Changelog and Roadmap¶
Planned Features¶
- More expectation coverage in SqlAlchemyDataset
- Improved variable typing
- New Datasets (e.g. Spark)
- Support for non-tabular datasources (e.g. JSON, XML, AVRO)
- Real-time/streaming and adaption of distributional expectations
v.0.4.5¶
- Add a new autoinspect API and remove default expectations.
- Improve details for expect_table_columns_to_match_ordered_list (#379, thanks @rlshuhart)
- Linting fixes (thanks @elsander)
- Add support for dataset_class in from_pandas (thanks @jtilly)
- Improve redshift compatibility by correcting faulty isnull operator (thanks @avanderm)
- Adjust partitions to use tail_weight to improve JSON compatibility and support special cases of KL Divergence (thanks @anhollis)
- Enable custom_sql datasets for databases with multiple schemas, by adding a fallback for column reflection (#387, thanks @elsander)
- Remove IF NOT EXISTS check for custom sql temporary tables, for Redshift compatibility (#372, thanks @elsander)
- Allow users to pass args/kwargs for engine creation in SqlAlchemyDataContext (#369, thanks @elsander)
- Add support for custom schema in SqlAlchemyDataset (#370, thanks @elsander)
- Use getfullargspec to avoid deprecation warnings.
- Add expect_column_values_to_be_unique to SqlAlchemyDataset
- Fix map expectations for categorical columns (thanks @eugmandel)
- Improve internal testing suite (thanks @anhollis and @ccnobbli)
- Consistently use value_set instead of mixing value_set and values_set (thanks @njsmith8)
v.0.4.4¶
- Improve CLI help and set CLI return value to the number of unmet expectations
- Add error handling for empty columns to SqlAlchemyDataset, and associated tests
- Fix broken support for older pandas versions (#346)
- Fix pandas deepcopy issue (#342)
v.0.4.3¶
- Improve type lists in expect_column_type_to_be[_in_list] (thanks @smontanaro and @ccnobbli)
- Update cli to use entry_points for conda compatibility, and add version option to cli
- Remove extraneous development dependency to airflow
- Address SQlAlchemy warnings in median computation
- Improve glossary in documentation
- Add ‘statistics’ section to validation report with overall validation results (thanks @sotte)
- Add support for parameterized expectations
- Improve support for custom expectations with better error messages (thanks @syk0saje)
- Implement expect_column_value_lenghts_to_[be_between|equal] for SQAlchemy (thanks @ccnobbli)
- Fix PandasDataset subclasses to inherit child class
v.0.4.2¶
- Fix bugs in expect_column_values_to_[not]_be_null: computing unexpected value percentages and handling all-null (thanks @ccnobbli)
- Support mysql use of Decimal type (thanks @bouke-nederstigt)
- Add new expectation expect_column_values_to_not_match_regex_list. * Change behavior of expect_column_values_to_match_regex_list to use python re.findall in PandasDataset, relaxing matching of individuals expressions to allow matches anywhere in the string.
- Fix documentation errors and other small errors (thanks @roblim, @ccnobbli)
v.0.4.1¶
- Correct inclusion of new data_context module in source distribution
v.0.4.0¶
- Initial implementation of data context API and SqlAlchemyDataset including implementations of the following expectations: * expect_column_to_exist * expect_table_row_count_to_be * expect_table_row_count_to_be_between * expect_column_values_to_not_be_null * expect_column_values_to_be_null * expect_column_values_to_be_in_set * expect_column_values_to_be_between * expect_column_mean_to_be * expect_column_min_to_be * expect_column_max_to_be * expect_column_sum_to_be * expect_column_unique_value_count_to_be_between * expect_column_proportion_of_unique_values_to_be_between
- Major refactor of output_format to new result_format parameter.
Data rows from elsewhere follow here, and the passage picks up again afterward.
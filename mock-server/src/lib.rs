use std::{collections::HashMap, sync::Arc};

use axum::{
    extract::{Path, State},
    http::{header, HeaderMap, StatusCode},
    routing::{delete, get, post, put},
    Json, Router,
};
use serde::{Deserialize, Serialize};
use tokio::{net::TcpListener, sync::RwLock};
use uuid::Uuid;

#[derive(Clone, Debug, PartialEq, Eq, Serialize, Deserialize)]
pub struct Contact {
    pub id: String,
    pub name: String,
    pub phone: String,
    pub email: String,
    pub address: String,
}

#[derive(Clone, Debug, Deserialize)]
pub struct ContactInput {
    pub name: String,
    pub phone: String,
    pub email: String,
    pub address: String,
}

impl ContactInput {
    fn is_complete(&self) -> bool {
        [&self.name, &self.phone, &self.email, &self.address]
            .iter()
            .all(|value| !value.trim().is_empty())
    }
}

/// Contact lists keyed by bearer token, in insertion order.
pub type Db = Arc<RwLock<HashMap<String, Vec<Contact>>>>;

pub fn app() -> Router {
    app_with(Db::default())
}

/// Build the router over an existing store, so tests can seed or inspect it.
pub fn app_with(db: Db) -> Router {
    Router::new()
        .route("/api/contacts/getContacts", get(list_contacts))
        .route("/api/contacts/addContact", post(add_contact))
        .route("/api/contacts/updateContact/{id}", put(update_contact))
        .route("/api/contacts/deleteContact/{id}", delete(delete_contact))
        .with_state(db)
}

pub async fn run(listener: TcpListener) -> Result<(), std::io::Error> {
    axum::serve(listener, app()).await
}

/// Token from `Authorization: Bearer <token>`, or 401.
fn bearer(headers: &HeaderMap) -> Result<String, StatusCode> {
    headers
        .get(header::AUTHORIZATION)
        .and_then(|value| value.to_str().ok())
        .and_then(|value| value.strip_prefix("Bearer "))
        .filter(|token| !token.is_empty())
        .map(str::to_string)
        .ok_or(StatusCode::UNAUTHORIZED)
}

async fn list_contacts(
    State(db): State<Db>,
    headers: HeaderMap,
) -> Result<Json<Vec<Contact>>, StatusCode> {
    let token = bearer(&headers)?;
    let contacts = db.read().await;
    Ok(Json(contacts.get(&token).cloned().unwrap_or_default()))
}

async fn add_contact(
    State(db): State<Db>,
    headers: HeaderMap,
    Json(input): Json<ContactInput>,
) -> Result<(StatusCode, Json<Contact>), StatusCode> {
    let token = bearer(&headers)?;
    if !input.is_complete() {
        return Err(StatusCode::BAD_REQUEST);
    }
    let contact = Contact {
        id: Uuid::new_v4().simple().to_string(),
        name: input.name,
        phone: input.phone,
        email: input.email,
        address: input.address,
    };
    tracing::debug!(id = %contact.id, "contact added");
    db.write()
        .await
        .entry(token)
        .or_default()
        .push(contact.clone());
    Ok((StatusCode::CREATED, Json(contact)))
}

async fn update_contact(
    State(db): State<Db>,
    headers: HeaderMap,
    Path(id): Path<String>,
    Json(input): Json<ContactInput>,
) -> Result<Json<Contact>, StatusCode> {
    let token = bearer(&headers)?;
    if !input.is_complete() {
        return Err(StatusCode::BAD_REQUEST);
    }
    let mut contacts = db.write().await;
    let contact = contacts
        .get_mut(&token)
        .and_then(|list| list.iter_mut().find(|c| c.id == id))
        .ok_or(StatusCode::NOT_FOUND)?;
    contact.name = input.name;
    contact.phone = input.phone;
    contact.email = input.email;
    contact.address = input.address;
    tracing::debug!(%id, "contact updated");
    Ok(Json(contact.clone()))
}

async fn delete_contact(
    State(db): State<Db>,
    headers: HeaderMap,
    Path(id): Path<String>,
) -> Result<Json<serde_json::Value>, StatusCode> {
    let token = bearer(&headers)?;
    let mut contacts = db.write().await;
    let list = contacts.get_mut(&token).ok_or(StatusCode::NOT_FOUND)?;
    let index = list
        .iter()
        .position(|c| c.id == id)
        .ok_or(StatusCode::NOT_FOUND)?;
    list.remove(index);
    tracing::debug!(%id, "contact deleted");
    Ok(Json(serde_json::json!({ "message": "Contact deleted" })))
}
See docs for full details. * exception_list and related uses of the term exception have been renamed to unexpected * the output formats are explicitly hierarchical now, with BOOLEAN_ONLY < BASIC < SUMMARY < COMPLETE. `column_aggregate_expectation`s now return element count and related information included at the BASIC level or higher.
- New expectation available for parameterized distributions–expect_column_parameterized_distribution_ks_test_p_value_to_be_greater_than (what a name! :) – (thanks @ccnobbli)
- ge.from_pandas() utility (thanks @schrockn)
- Pandas operations on a PandasDataset now return another PandasDataset (thanks @dlwhite5)
- expect_column_to_exist now takes a column_index parameter to specify column order (thanks @louispotok)
- Top-level validate option (ge.validate())
- ge.read_json() helper (thanks @rjurney)
- Behind-the-scenes improvements to testing framework to ensure parity across data contexts.
- Documentation improvements, bug-fixes, and internal api improvements
v.0.3.2¶
- Include requirements file in source dist to support conda
v.0.3.1¶
- Fix infinite recursion error when building custom expectations
- Catch dateutil parsing overflow errors
v.0.2¶
- Distributional expectations and associated helpers are improved and renamed to be more clear regarding the tests they apply
- Expectation decorators have been refactored significantly to streamline implementing expectations and support custom expectations
- API and examples for custom expectations are available
- New output formats are available for all expectations
- Significant improvements to test suite and compatibility